═══ Exercise material
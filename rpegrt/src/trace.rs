//! Tracing is how you watch a parser work: every rule invocation reports
//! a [TraceEvent::Enter] when it starts, and exactly one of
//! [TraceEvent::Match] or [TraceEvent::Fail] when it's done.
//!
//! Anything implementing [Tracer] can be handed to a parser. [DefaultTracer]
//! is the reference one, printing an indented line per event into whatever
//! [TraceSink] it's given.

use crate::Location;

/// The kind of event, and the tag it's known by in generated code
#[derive(PartialEq, Eq, Clone, Copy, Debug)]
pub enum EventKind {
    Enter,
    Match,
    Fail,
}
impl EventKind {
    pub fn as_str(self) -> &'static str {
        match self {
            EventKind::Enter => "rule.enter",
            EventKind::Match => "rule.match",
            EventKind::Fail => "rule.fail",
        }
    }
}
impl std::str::FromStr for EventKind {
    type Err = TraceError;
    fn from_str(tag: &str) -> Result<Self, Self::Err> {
        match tag {
            "rule.enter" => Ok(EventKind::Enter),
            "rule.match" => Ok(EventKind::Match),
            "rule.fail" => Ok(EventKind::Fail),
            _ => Err(TraceError::UnknownEvent(tag.to_string())),
        }
    }
}
impl std::fmt::Display for EventKind {
    fn fmt(&self, f: &mut std::fmt::Formatter) -> std::fmt::Result {
        write!(f, "{}", self.as_str())
    }
}

/// `V` is whatever the parser produces, only match events carry one
#[derive(PartialEq, Debug)]
pub enum TraceEvent<'a, V> {
    Enter {
        rule: &'a str,
        location: Location,
    },
    Match {
        rule: &'a str,
        location: Location,
        result: &'a V,
    },
    Fail {
        rule: &'a str,
        location: Location,
    },
}

impl<'a, V> TraceEvent<'a, V> {
    /// Build an event from its textual tag. This is the one place an event
    /// can be unknown, and it's an error, not something to skip over
    pub fn from_tag(
        tag: &str,
        rule: &'a str,
        location: Location,
        result: Option<&'a V>,
    ) -> Result<Self, TraceError> {
        Ok(match tag.parse::<EventKind>()? {
            EventKind::Enter => TraceEvent::Enter { rule, location },
            EventKind::Match => match result {
                Some(result) => TraceEvent::Match {
                    rule,
                    location,
                    result,
                },
                None => return Err(TraceError::MissingResult(rule.to_string())),
            },
            EventKind::Fail => TraceEvent::Fail { rule, location },
        })
    }
    pub fn kind(&self) -> EventKind {
        match self {
            TraceEvent::Enter { .. } => EventKind::Enter,
            TraceEvent::Match { .. } => EventKind::Match,
            TraceEvent::Fail { .. } => EventKind::Fail,
        }
    }
    pub fn rule(&self) -> &'a str {
        match *self {
            TraceEvent::Enter { rule, .. }
            | TraceEvent::Match { rule, .. }
            | TraceEvent::Fail { rule, .. } => rule,
        }
    }
    pub fn location(&self) -> Location {
        match *self {
            TraceEvent::Enter { location, .. }
            | TraceEvent::Match { location, .. }
            | TraceEvent::Fail { location, .. } => location,
        }
    }
}

#[derive(PartialEq, Eq, Clone, Debug)]
pub enum TraceError {
    /// A tag that isn't one of the three events
    UnknownEvent(String),
    /// rule.match with nothing matched
    MissingResult(String),
    /// A rule closed that was never entered (would be negative depth)
    Unbalanced(String),
}
impl std::fmt::Display for TraceError {
    fn fmt(&self, f: &mut std::fmt::Formatter) -> std::fmt::Result {
        use TraceError::*;
        match self {
            UnknownEvent(tag) => write!(f, "invalid event type: {}", tag),
            MissingResult(rule) => write!(f, "rule.match for {} has no result", rule),
            Unbalanced(rule) => write!(f, "{} closed without a matching rule.enter", rule),
        }
    }
}
impl std::error::Error for TraceError {}

/// Observes one event at a time
pub trait Tracer<V> {
    fn trace(&mut self, event: &TraceEvent<V>) -> Result<(), TraceError>;
}

/// Where [DefaultTracer] puts its lines
pub trait TraceSink {
    fn line(&mut self, line: &str);
}
/// Collects lines, mostly for tests
impl TraceSink for Vec<String> {
    fn line(&mut self, line: &str) {
        self.push(line.to_string());
    }
}
/// Forwards every line to the `log` facade at info level
#[derive(Clone, Copy, Debug, Default)]
pub struct LogSink;
impl TraceSink for LogSink {
    fn line(&mut self, line: &str) {
        info!(target: "rpegrt::trace", "{}", line);
    }
}

/// Prints `start-end tag    <indent>rule`. Children end up indented under
/// their parent, and the parent's closing line lines up with its opening one
#[derive(Debug)]
pub struct DefaultTracer<S: TraceSink> {
    sink: S,
    depth: usize,
}

impl<S: TraceSink> DefaultTracer<S> {
    pub fn new(sink: S) -> Self {
        Self { sink, depth: 0 }
    }
    /// How many rules are currently open
    pub fn depth(&self) -> usize {
        self.depth
    }
    pub fn sink(&self) -> &S {
        &self.sink
    }
    pub fn into_sink(self) -> S {
        self.sink
    }
    fn log<V>(&mut self, event: &TraceEvent<V>) {
        let line = format!(
            "{} {:<10} {}{}",
            event.location(),
            event.kind().as_str(),
            "  ".repeat(self.depth),
            event.rule()
        );
        self.sink.line(&line);
    }
}

impl<S: TraceSink, V> Tracer<V> for DefaultTracer<S> {
    fn trace(&mut self, event: &TraceEvent<V>) -> Result<(), TraceError> {
        match event {
            TraceEvent::Enter { .. } => {
                self.log(event);
                self.depth += 1;
            }
            TraceEvent::Match { rule, .. } | TraceEvent::Fail { rule, .. } => {
                self.depth = self
                    .depth
                    .checked_sub(1)
                    .ok_or_else(|| TraceError::Unbalanced(rule.to_string()))?;
                self.log(event);
            }
        }
        Ok(())
    }
}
══════
**Instructions to follow:** The answer should reproduce each entry above in full.

**Result for this task:**
filename rpegrt/src/trace.rs
//! Tracing is how you watch a parser work: every rule invocation reports
//! a [TraceEvent::Enter] when it starts, and exactly one of
//! [TraceEvent::Match] or [TraceEvent::Fail] when it's done.
//!
//! Anything implementing [Tracer] can be handed to a parser. [DefaultTracer]
//! is the reference one, printing an indented line per event into whatever
//! [TraceSink] it's given.

use crate::Location;

/// The kind of event, and the tag it's known by in generated code
#[derive(PartialEq, Eq, Clone, Copy, Debug)]
pub enum EventKind {
    Enter,
    Match,
    Fail,
}
impl EventKind {
    pub fn as_str(self) -> &'static str {
        match self {
            EventKind::Enter => "rule.enter",
            EventKind::Match => "rule.match",
            EventKind::Fail => "rule.fail",
        }
    }
}
impl std::str::FromStr for EventKind {
    type Err = TraceError;
    fn from_str(tag: &str) -> Result<Self, Self::Err> {
        match tag {
            "rule.enter" => Ok(EventKind::Enter),
            "rule.match" => Ok(EventKind::Match),
            "rule.fail" => Ok(EventKind::Fail),
            _ => Err(TraceError::UnknownEvent(tag.to_string())),
        }
    }
}
impl std::fmt::Display for EventKind {
    fn fmt(&self, f: &mut std::fmt::Formatter) -> std::fmt::Result {
        write!(f, "{}", self.as_str())
    }
}

/// `V` is whatever the parser produces, only match events carry one
#[derive(PartialEq, Debug)]
pub enum TraceEvent<'a, V> {
    Enter {
        rule: &'a str,
        location: Location,
    },
    Match {
        rule: &'a str,
        location: Location,
        result: &'a V,
    },
    Fail {
        rule: &'a str,
        location: Location,
    },
}

impl<'a, V> TraceEvent<'a, V> {
    /// Build an event from its textual tag. This is the one place an event
    /// can be unknown, and it's an error, not something to skip over
    pub fn from_tag(
        tag: &str,
        rule: &'a str,
        location: Location,
        result: Option<&'a V>,
    ) -> Result<Self, TraceError> {
        Ok(match tag.parse::<EventKind>()? {
            EventKind::Enter => TraceEvent::Enter { rule, location },
            EventKind::Match => match result {
                Some(result) => TraceEvent::Match {
                    rule,
                    location,
                    result,
                },
                None => return Err(TraceError::MissingResult(rule.to_string())),
            },
            EventKind::Fail => TraceEvent::Fail { rule, location },
        })
    }
    pub fn kind(&self) -> EventKind {
        match self {
            TraceEvent::Enter { .. } => EventKind::Enter,
            TraceEvent::Match { .. } => EventKind::Match,
            TraceEvent::Fail { .. } => EventKind::Fail,
        }
    }
    pub fn rule(&self) -> &'a str {
        match *self {
            TraceEvent::Enter { rule, .. }
            | TraceEvent::Match { rule, .. }
            | TraceEvent::Fail { rule, .. } => rule,
        }
    }
    pub fn location(&self) -> Location {
        match *self {
            TraceEvent::Enter { location, .. }
            | TraceEvent::Match { location, .. }
            | TraceEvent::Fail { location, .. } => location,
        }
    }
}

#[derive(PartialEq, Eq, Clone, Debug)]
pub enum TraceError {
    /// A tag that isn't one of the three events
    UnknownEvent(String),
    /// rule.match with nothing matched
    MissingResult(String),
    /// A rule closed that was never entered (would be negative depth)
    Unbalanced(String),
}
impl std::fmt::Display for TraceError {
    fn fmt(&self, f: &mut std::fmt::Formatter) -> std::fmt::Result {
        use TraceError::*;
        match self {
            UnknownEvent(tag) => write!(f, "invalid event type: {}", tag),
            MissingResult(rule) => write!(f, "rule.match for {} has no result", rule),
            Unbalanced(rule) => write!(f, "{} closed without a matching rule.enter", rule),
        }
    }
}
impl std::error::Error for TraceError {}

/// Observes one event at a time
pub trait Tracer<V> {
    fn trace(&mut self, event: &TraceEvent<V>) -> Result<(), TraceError>;
}

/// Where [DefaultTracer] puts its lines
pub trait TraceSink {
    fn line(&mut self, line: &str);
}
/// Collects lines, mostly for tests
impl TraceSink for Vec<String> {
    fn line(&mut self, line: &str) {
        self.push(line.to_string());
    }
}
/// Forwards every line to the `log` facade at info level
#[derive(Clone, Copy, Debug, Default)]
pub struct LogSink;
impl TraceSink for LogSink {
    fn line(&mut self, line: &str) {
        info!(target: "rpegrt::trace", "{}", line);
    }
}

/// Prints `start-end tag    <indent>rule`. Children end up indented under
/// their parent, and the parent's closing line lines up with its opening one
#[derive(Debug)]
pub struct DefaultTracer<S: TraceSink> {
    sink: S,
    depth: usize,
}

impl<S: TraceSink> DefaultTracer<S> {
    pub fn new(sink: S) -> Self {
        Self { sink, depth: 0 }
    }
    /// How many rules are currently open
    pub fn depth(&self) -> usize {
        self.depth
    }
    pub fn sink(&self) -> &S {
        &self.sink
    }
    pub fn into_sink(self) -> S {
        self.sink
    }
    fn log<V>(&mut self, event: &TraceEvent<V>) {
        let line = format!(
            "{} {:<10} {}{}",
            event.location(),
            event.kind().as_str(),
            "  ".repeat(self.depth),
            event.rule()
        );
        self.sink.line(&line);
    }
}

impl<S: TraceSink, V> Tracer<V> for DefaultTracer<S> {
    fn trace(&mut self, event: &TraceEvent<V>) -> Result<(), TraceError> {
        match event {
            TraceEvent::Enter { .. } => {
                self.log(event);
                self.depth += 1;
            }
            TraceEvent::Match { rule, .. } | TraceEvent::Fail { rule, .. } => {
                self.depth = self
                    .depth
                    .checked_sub(1)
                    .ok_or_else(|| TraceError::Unbalanced(rule.to_string()))?;
                self.log(event);
            }
        }
        Ok(())
    }
}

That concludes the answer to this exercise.